### AIM OF THE TASK
Every line of the entries below from the one containing "self.phone = phone;" to the one containing "if let Some(phone)", both ends included, must be written out exactly. No other line belongs in the answer.

Stored data entries:

<<<<

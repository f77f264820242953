//! User entity representing a registered user of the Kloom platform.

use std::fmt;
use std::str::FromStr;

use chrono::{DateTime, Utc};
use serde::{Deserialize, Serialize};

use super::lifecycle::RecordState;
use crate::errors::ValidationError;

/// Store-generated user identifier
pub type UserId = i64;

/// Represents the role of a user in the system
#[derive(Debug, Clone, Copy, PartialEq, Eq, Hash, Serialize, Deserialize)]
#[serde(rename_all = "lowercase")]
pub enum UserRole {
    /// A franchise looking for locations
    Franchise,
    /// A real-estate agent listing properties
    Agent,
    /// A property owner
    Owner,
}

impl UserRole {
    pub fn as_str(&self) -> &'static str {
        match self {
            UserRole::Franchise => "franchise",
            UserRole::Agent => "agent",
            UserRole::Owner => "owner",
        }
    }
}

impl fmt::Display for UserRole {
    fn fmt(&self, f: &mut fmt::Formatter<'_>) -> fmt::Result {
        f.write_str(self.as_str())
    }
}

impl FromStr for UserRole {
    type Err = ValidationError;

    fn from_str(s: &str) -> Result<Self, Self::Err> {
        match s {
            "franchise" => Ok(UserRole::Franchise),
            "agent" => Ok(UserRole::Agent),
            "owner" => Ok(UserRole::Owner),
            _ => Err(ValidationError::InvalidFormat {
                field: "role".to_string(),
            }),
        }
    }
}

#[derive(Debug, Clone, Default, PartialEq, Eq, Serialize, Deserialize)]
pub struct FranchiseProfile {
    pub company_name: Option<String>,
    pub position: Option<String>,
    pub bio: Option<String>,
}

#[derive(Debug, Clone, Default, PartialEq, Eq, Serialize, Deserialize)]
pub struct AgentProfile {
    pub agency_name: Option<String>,
    pub license_number: Option<String>,
    pub bio: Option<String>,
}

#[derive(Debug, Clone, Default, PartialEq, Eq, Serialize, Deserialize)]
pub struct OwnerProfile {
    pub interests: Option<String>,
}

/// Role-specific profile, tagged by the role it belongs to
///
/// Serialized as `{"role": "agent", "agency_name": ...}`.
#[derive(Debug, Clone, PartialEq, Eq, Serialize, Deserialize)]
#[serde(tag = "role", rename_all = "lowercase")]
pub enum Profile {
    Franchise(FranchiseProfile),
    Agent(AgentProfile),
    Owner(OwnerProfile),
}

impl Profile {
    /// Role this profile variant belongs to
    pub fn role(&self) -> UserRole {
        match self {
            Profile::Franchise(_) => UserRole::Franchise,
            Profile::Agent(_) => UserRole::Agent,
            Profile::Owner(_) => UserRole::Owner,
        }
    }

    /// Reject a profile whose variant does not match `role`
    pub fn ensure_role(&self, role: UserRole) -> Result<(), ValidationError> {
        if self.role() == role {
            Ok(())
        } else {
            Err(ValidationError::ProfileRoleMismatch {
                profile: self.role().to_string(),
                user: role.to_string(),
            })
        }
    }
}

/// User entity representing a registered user
#[derive(Debug, Clone, PartialEq, Serialize, Deserialize)]
pub struct User {
    /// Unique identifier assigned by the store
    pub id: UserId,

    /// Login email, unique across all users including deleted ones
    pub email: String,

    /// bcrypt hash of the password
    #[serde(skip_serializing)]
    pub password_hash: String,

    pub name: Option<String>,

    pub phone: Option<String>,

    /// Role chosen at registration, immutable afterwards
    pub role: UserRole,

    pub state: RecordState,

    /// Timestamp when the user was created
    pub created_at: DateTime<Utc>,

    /// Role-specific profile, when one has been saved
    pub profile: Option<Profile>,
}

impl User {
    /// Checks if the user has been soft-deleted
    pub fn is_deleted(&self) -> bool {
        self.state.is_deleted()
    }

    /// Checks if the user is an agent
    pub fn is_agent(&self) -> bool {
        self.role == UserRole::Agent
    }

    /// Checks if the user is a franchise
    pub fn is_franchise(&self) -> bool {
        self.role == UserRole::Franchise
    }

    /// Marks the user as deleted
    pub fn mark_deleted(&mut self) {
        self.state = RecordState::Deleted;
    }
}

/// Data for a user that has not been stored yet
#[derive(Debug, Clone, PartialEq)]
pub struct NewUser {
    pub email: String,
    pub password_hash: String,
    pub name: Option<String>,
    pub phone: Option<String>,
    pub role: UserRole,
}

impl NewUser {
    pub fn new(email: String, password_hash: String, role: UserRole) -> Self {
        Self {
            email,
            password_hash,
            name: None,
            phone: None,
            role,
        }
    }

    pub fn with_name(mut self, name: Option<String>) -> Self {
        self.name = name;
        self
    }

    pub fn with_phone(mut self, phone: Option<String>) -> Self {
        self.phone = phone;
        self
    }

    /// Materialize the stored entity once the store has assigned an id
    pub fn into_user(self, id: UserId, created_at: DateTime<Utc>) -> User {
        User {
            id,
            email: self.email,
            password_hash: self.password_hash,
            name: self.name,
            phone: self.phone,
            role: self.role,
            state: RecordState::Active,
            created_at,
            profile: None,
        }
    }
}

/// Partial update of a user; `None` leaves the field unchanged
#[derive(Debug, Clone, Default, PartialEq)]
pub struct UserChanges {
    pub email: Option<String>,
    pub password_hash: Option<String>,
    pub name: Option<String>,
    pub phone: Option<String>,
}

impl UserChanges {
    pub fn is_empty(&self) -> bool {
        self.email.is_none()
            && self.password_hash.is_none()
            && self.name.is_none()
            && self.phone.is_none()
    }

    pub fn apply_to(self, user: &mut User) {
        if let Some(email) = self.email {
            user.email = email;
        }
        if let Some(password_hash) = self.password_hash {
            user.password_hash = password_hash;
        }
        if let Some(name) = self.name {
            user.name = Some(name);
        }
        if let Some(phone) = self.phone {
            user.phone = Some(phone);
        }
    }
}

>>>>

### OUTPUT BELOW
        self.phone = phone;
        self
    }

    /// Materialize the stored entity once the store has assigned an id
    pub fn into_user(self, id: UserId, created_at: DateTime<Utc>) -> User {
        User {
            id,
            email: self.email,
            password_hash: self.password_hash,
            name: self.name,
            phone: self.phone,
            role: self.role,
            state: RecordState::Active,
            created_at,
            profile: None,
        }
    }
}

/// Partial update of a user; `None` leaves the field unchanged
#[derive(Debug, Clone, Default, PartialEq)]
pub struct UserChanges {
    pub email: Option<String>,
    pub password_hash: Option<String>,
    pub name: Option<String>,
    pub phone: Option<String>,
}

impl UserChanges {
    pub fn is_empty(&self) -> bool {
        self.email.is_none()
            && self.password_hash.is_none()
            && self.name.is_none()
            && self.phone.is_none()
    }

    pub fn apply_to(self, user: &mut User) {
        if let Some(email) = self.email {
            user.email = email;
        }
        if let Some(password_hash) = self.password_hash {
            user.password_hash = password_hash;
        }
        if let Some(name) = self.name {
            user.name = Some(name);
        }
        if let Some(phone) = self.phone {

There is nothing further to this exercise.